Exercise goal —
Each line below has to be output exactly, from first to last.

Items listed in a dataset —
---*---

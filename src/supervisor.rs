//! Supervisor (C6): wires the CLI-derived [`Config`] into `nprocs` worker
//! tasks and the aggregator, prints the banner, and races the aggregator
//! against SIGINT. Worker processes become `tokio::spawn`ed tasks sharing
//! one `mpsc` channel to the aggregator instead of forked children piping
//! over socketpairs.

use std::io::{self, Write};
use std::sync::atomic::AtomicI64;
use std::sync::Arc;

use tokio::sync::mpsc;

use crate::aggregator::{run_aggregator, MergedReport, NBUFFER};
use crate::buckets::Buckets;
use crate::cli::Config;
use crate::errors::EngineError;
use crate::report::NUM_COLS;
use crate::runner::ScheduleMode;
use crate::summary::write_summary;
use crate::worker::WorkerConfig;

pub fn print_banner<W: Write>(w: &mut W, config: &Config) -> io::Result<()> {
    writeln!(w, "# Host: {}", config.host_hdr)?;
    writeln!(
        w,
        "# params: -c {} -n {} -p {} -r {} -i {} -l {} -u {} {} {}",
        config.concurrency,
        config.per_worker_count.map(|c| c as i64).unwrap_or(-1),
        config.nprocs,
        config.rpc.map(|r| r as i64).unwrap_or(-1),
        config.report_interval.as_secs(),
        config.per_runner_qps.unwrap_or(0),
        config.path,
        config.host,
        config.port
    )?;

    write!(w, "# \t\t")?;
    writeln!(w, "conn\tconn\tconn\tconn\thttp\thttp")?;
    write!(w, "# ts\t\t")?;
    writeln!(w, "success\terrors\ttimeout\tcloses\tsuccess\terror\t")?;
    Ok(())
}

fn merged_line(merged: &MergedReport) -> String {
    let r = &merged.report;
    let mut cols = vec![
        merged.wall_unix_seconds.to_string(),
        r.conn_successes.to_string(),
        r.conn_errors.to_string(),
        r.conn_timeouts.to_string(),
        r.conn_closes.to_string(),
        r.http_successes.to_string(),
        r.http_errors.to_string(),
    ];
    cols.extend(r.histogram.iter().map(|c| c.to_string()));
    cols.push(merged.hz.to_string());
    debug_assert_eq!(cols.len(), 1 + NUM_COLS + r.histogram.len() + 1);
    cols.join("\t")
}

/// Build the schedule mode and per-worker request budget shared by this
/// config — NOT the per-runner instant it's spawned, since `count` and
/// `qps` are shared across a worker's `concurrency` runners.
fn mode_for(config: &Config) -> ScheduleMode {
    if let Some(qps) = config.per_runner_qps {
        ScheduleMode::Qps {
            period: ScheduleMode::qps_period(qps),
        }
    } else if let Some(rpc) = config.rpc {
        ScheduleMode::RpcRecycle { rpc }
    } else {
        ScheduleMode::Unbounded
    }
}

/// Run the full engine to completion, or until SIGINT. Returns the
/// accumulated totals and elapsed time so the caller can print the final
/// summary exactly once, in one place.
pub async fn run(config: Config) -> Result<(), EngineError> {
    let mut stderr = io::stderr();
    let _ = print_banner(&mut stderr, &config);

    let buckets = Arc::new(config.buckets.clone());
    let url = format!(
        "http://{}:{}{}",
        config.host, config.port, config.path
    );

    let (sender, receiver) = mpsc::channel(config.nprocs as usize * 4);

    let mut worker_handles = Vec::with_capacity(config.nprocs as usize);
    for worker_id in 0..config.nprocs {
        let budget = config
            .per_worker_count
            .map(|count| Arc::new(AtomicI64::new(count as i64)));
        let worker_config = WorkerConfig {
            id: worker_id,
            concurrency: config.concurrency as usize,
            url: url.clone(),
            host_hdr: config.host_hdr.clone(),
            mode: mode_for(&config),
            budget,
            report_interval: config.report_interval,
            buckets: buckets.clone(),
            tsv_path: config.tsv_path.clone(),
            sender: sender.clone(),
        };
        worker_handles.push(tokio::spawn(crate::worker::run_worker(worker_config)));
    }
    // Drop the supervisor's own sender so the channel closes once every
    // worker's clone has been dropped.
    drop(sender);

    let totals = Arc::new(std::sync::Mutex::new(totals_accumulator(&buckets)));
    let totals_for_emit = totals.clone();
    let start = tokio::time::Instant::now();

    let aggregator_fut = run_aggregator(receiver, config.nprocs, move |merged| {
        println!("{}", merged_line(merged));
        let mut totals = totals_for_emit.lock().unwrap();
        totals.conn_successes += merged.report.conn_successes;
        totals.conn_errors += merged.report.conn_errors;
        totals.conn_timeouts += merged.report.conn_timeouts;
        totals.conn_closes += merged.report.conn_closes;
        totals.http_successes += merged.report.http_successes;
        totals.http_errors += merged.report.http_errors;
        for (a, b) in totals.histogram.iter_mut().zip(merged.report.histogram.iter()) {
            *a += b;
        }
    });

    tokio::select! {
        result = aggregator_fut => {
            result?;
        }
        _ = tokio::signal::ctrl_c() => {
            // Worker tasks are abandoned here, matching forked children
            // being implicitly reaped by process exit.
        }
    }

    let totals = totals.lock().unwrap().clone();
    let elapsed_secs = start.elapsed().as_secs_f64();
    // Overall average rate across the whole run, not the most recent
    // report interval's rate (which `MergedReport::hz` tracks).
    let elapsed_ms = (elapsed_secs * 1000.0).max(1.0) as i64;
    let hz = (1000 * totals.conn_successes as i64) / elapsed_ms;
    let _ = write_summary(&mut stderr, &totals, &buckets, hz, elapsed_secs);

    Ok(())
}

fn totals_accumulator(buckets: &Buckets) -> crate::counters::Counters {
    crate::counters::Counters::new(buckets)
}

#[cfg(test)]
mod tests {
    use super::*;

    #[test]
    fn ring_buffer_size_is_exported_for_tests() {
        assert_eq!(NBUFFER, 10);
    }

    #[test]
    fn merged_line_has_expected_column_count() {
        let merged = MergedReport {
            wall_unix_seconds: 1_700_000_000,
            report: crate::report::Report {
                seq: 0,
                conn_successes: 1,
                conn_errors: 0,
                conn_timeouts: 0,
                conn_closes: 0,
                http_successes: 1,
                http_errors: 0,
                histogram: vec![1, 0, 0, 0],
            },
            hz: 42,
        };
        let line = merged_line(&merged);
        // wall_seconds + 6 scalar cols + 4 histogram cols + hz
        assert_eq!(line.split('\t').count(), 1 + NUM_COLS + 4 + 1);
    }
}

---*---

Task solution —
filename src/supervisor.rs
//! Supervisor (C6): wires the CLI-derived [`Config`] into `nprocs` worker
//! tasks and the aggregator, prints the banner, and races the aggregator
//! against SIGINT. Worker processes become `tokio::spawn`ed tasks sharing
//! one `mpsc` channel to the aggregator instead of forked children piping
//! over socketpairs.

use std::io::{self, Write};
use std::sync::atomic::AtomicI64;
use std::sync::Arc;

use tokio::sync::mpsc;

use crate::aggregator::{run_aggregator, MergedReport, NBUFFER};
use crate::buckets::Buckets;
use crate::cli::Config;
use crate::errors::EngineError;
use crate::report::NUM_COLS;
use crate::runner::ScheduleMode;
use crate::summary::write_summary;
use crate::worker::WorkerConfig;

pub fn print_banner<W: Write>(w: &mut W, config: &Config) -> io::Result<()> {
    writeln!(w, "# Host: {}", config.host_hdr)?;
    writeln!(
        w,
        "# params: -c {} -n {} -p {} -r {} -i {} -l {} -u {} {} {}",
        config.concurrency,
        config.per_worker_count.map(|c| c as i64).unwrap_or(-1),
        config.nprocs,
        config.rpc.map(|r| r as i64).unwrap_or(-1),
        config.report_interval.as_secs(),
        config.per_runner_qps.unwrap_or(0),
        config.path,
        config.host,
        config.port
    )?;

    write!(w, "# \t\t")?;
    writeln!(w, "conn\tconn\tconn\tconn\thttp\thttp")?;
    write!(w, "# ts\t\t")?;
    writeln!(w, "success\terrors\ttimeout\tcloses\tsuccess\terror\t")?;
    Ok(())
}

fn merged_line(merged: &MergedReport) -> String {
    let r = &merged.report;
    let mut cols = vec![
        merged.wall_unix_seconds.to_string(),
        r.conn_successes.to_string(),
        r.conn_errors.to_string(),
        r.conn_timeouts.to_string(),
        r.conn_closes.to_string(),
        r.http_successes.to_string(),
        r.http_errors.to_string(),
    ];
    cols.extend(r.histogram.iter().map(|c| c.to_string()));
    cols.push(merged.hz.to_string());
    debug_assert_eq!(cols.len(), 1 + NUM_COLS + r.histogram.len() + 1);
    cols.join("\t")
}

/// Build the schedule mode and per-worker request budget shared by this
/// config — NOT the per-runner instant it's spawned, since `count` and
/// `qps` are shared across a worker's `concurrency` runners.
fn mode_for(config: &Config) -> ScheduleMode {
    if let Some(qps) = config.per_runner_qps {
        ScheduleMode::Qps {
            period: ScheduleMode::qps_period(qps),
        }
    } else if let Some(rpc) = config.rpc {
        ScheduleMode::RpcRecycle { rpc }
    } else {
        ScheduleMode::Unbounded
    }
}

/// Run the full engine to completion, or until SIGINT. Returns the
/// accumulated totals and elapsed time so the caller can print the final
/// summary exactly once, in one place.
pub async fn run(config: Config) -> Result<(), EngineError> {
    let mut stderr = io::stderr();
    let _ = print_banner(&mut stderr, &config);

    let buckets = Arc::new(config.buckets.clone());
    let url = format!(
        "http://{}:{}{}",
        config.host, config.port, config.path
    );

    let (sender, receiver) = mpsc::channel(config.nprocs as usize * 4);

    let mut worker_handles = Vec::with_capacity(config.nprocs as usize);
    for worker_id in 0..config.nprocs {
        let budget = config
            .per_worker_count
            .map(|count| Arc::new(AtomicI64::new(count as i64)));
        let worker_config = WorkerConfig {
            id: worker_id,
            concurrency: config.concurrency as usize,
            url: url.clone(),
            host_hdr: config.host_hdr.clone(),
            mode: mode_for(&config),
            budget,
            report_interval: config.report_interval,
            buckets: buckets.clone(),
            tsv_path: config.tsv_path.clone(),
            sender: sender.clone(),
        };
        worker_handles.push(tokio::spawn(crate::worker::run_worker(worker_config)));
    }
    // Drop the supervisor's own sender so the channel closes once every
    // worker's clone has been dropped.
    drop(sender);

    let totals = Arc::new(std::sync::Mutex::new(totals_accumulator(&buckets)));
    let totals_for_emit = totals.clone();
    let start = tokio::time::Instant::now();

    let aggregator_fut = run_aggregator(receiver, config.nprocs, move |merged| {
        println!("{}", merged_line(merged));
        let mut totals = totals_for_emit.lock().unwrap();
        totals.conn_successes += merged.report.conn_successes;
        totals.conn_errors += merged.report.conn_errors;
        totals.conn_timeouts += merged.report.conn_timeouts;
        totals.conn_closes += merged.report.conn_closes;
        totals.http_successes += merged.report.http_successes;
        totals.http_errors += merged.report.http_errors;
        for (a, b) in totals.histogram.iter_mut().zip(merged.report.histogram.iter()) {
            *a += b;
        }
    });

    tokio::select! {
        result = aggregator_fut => {
            result?;
        }
        _ = tokio::signal::ctrl_c() => {
            // Worker tasks are abandoned here, matching forked children
            // being implicitly reaped by process exit.
        }
    }

    let totals = totals.lock().unwrap().clone();
    let elapsed_secs = start.elapsed().as_secs_f64();
    // Overall average rate across the whole run, not the most recent
    // report interval's rate (which `MergedReport::hz` tracks).
    let elapsed_ms = (elapsed_secs * 1000.0).max(1.0) as i64;
    let hz = (1000 * totals.conn_successes as i64) / elapsed_ms;
    let _ = write_summary(&mut stderr, &totals, &buckets, hz, elapsed_secs);

    Ok(())
}

fn totals_accumulator(buckets: &Buckets) -> crate::counters::Counters {
    crate::counters::Counters::new(buckets)
}

#[cfg(test)]
mod tests {
    use super::*;

    #[test]
    fn ring_buffer_size_is_exported_for_tests() {
        assert_eq!(NBUFFER, 10);
    }

    #[test]
    fn merged_line_has_expected_column_count() {
        let merged = MergedReport {
            wall_unix_seconds: 1_700_000_000,
            report: crate::report::Report {
                seq: 0,
                conn_successes: 1,
                conn_errors: 0,
                conn_timeouts: 0,
                conn_closes: 0,
                http_successes: 1,
                http_errors: 0,
                histogram: vec![1, 0, 0, 0],
            },
            hz: 42,
        };
        let line = merged_line(&merged);
        // wall_seconds + 6 scalar cols + 4 histogram cols + hz
        assert_eq!(line.split('\t').count(), 1 + NUM_COLS + 4 + 1);
    }
}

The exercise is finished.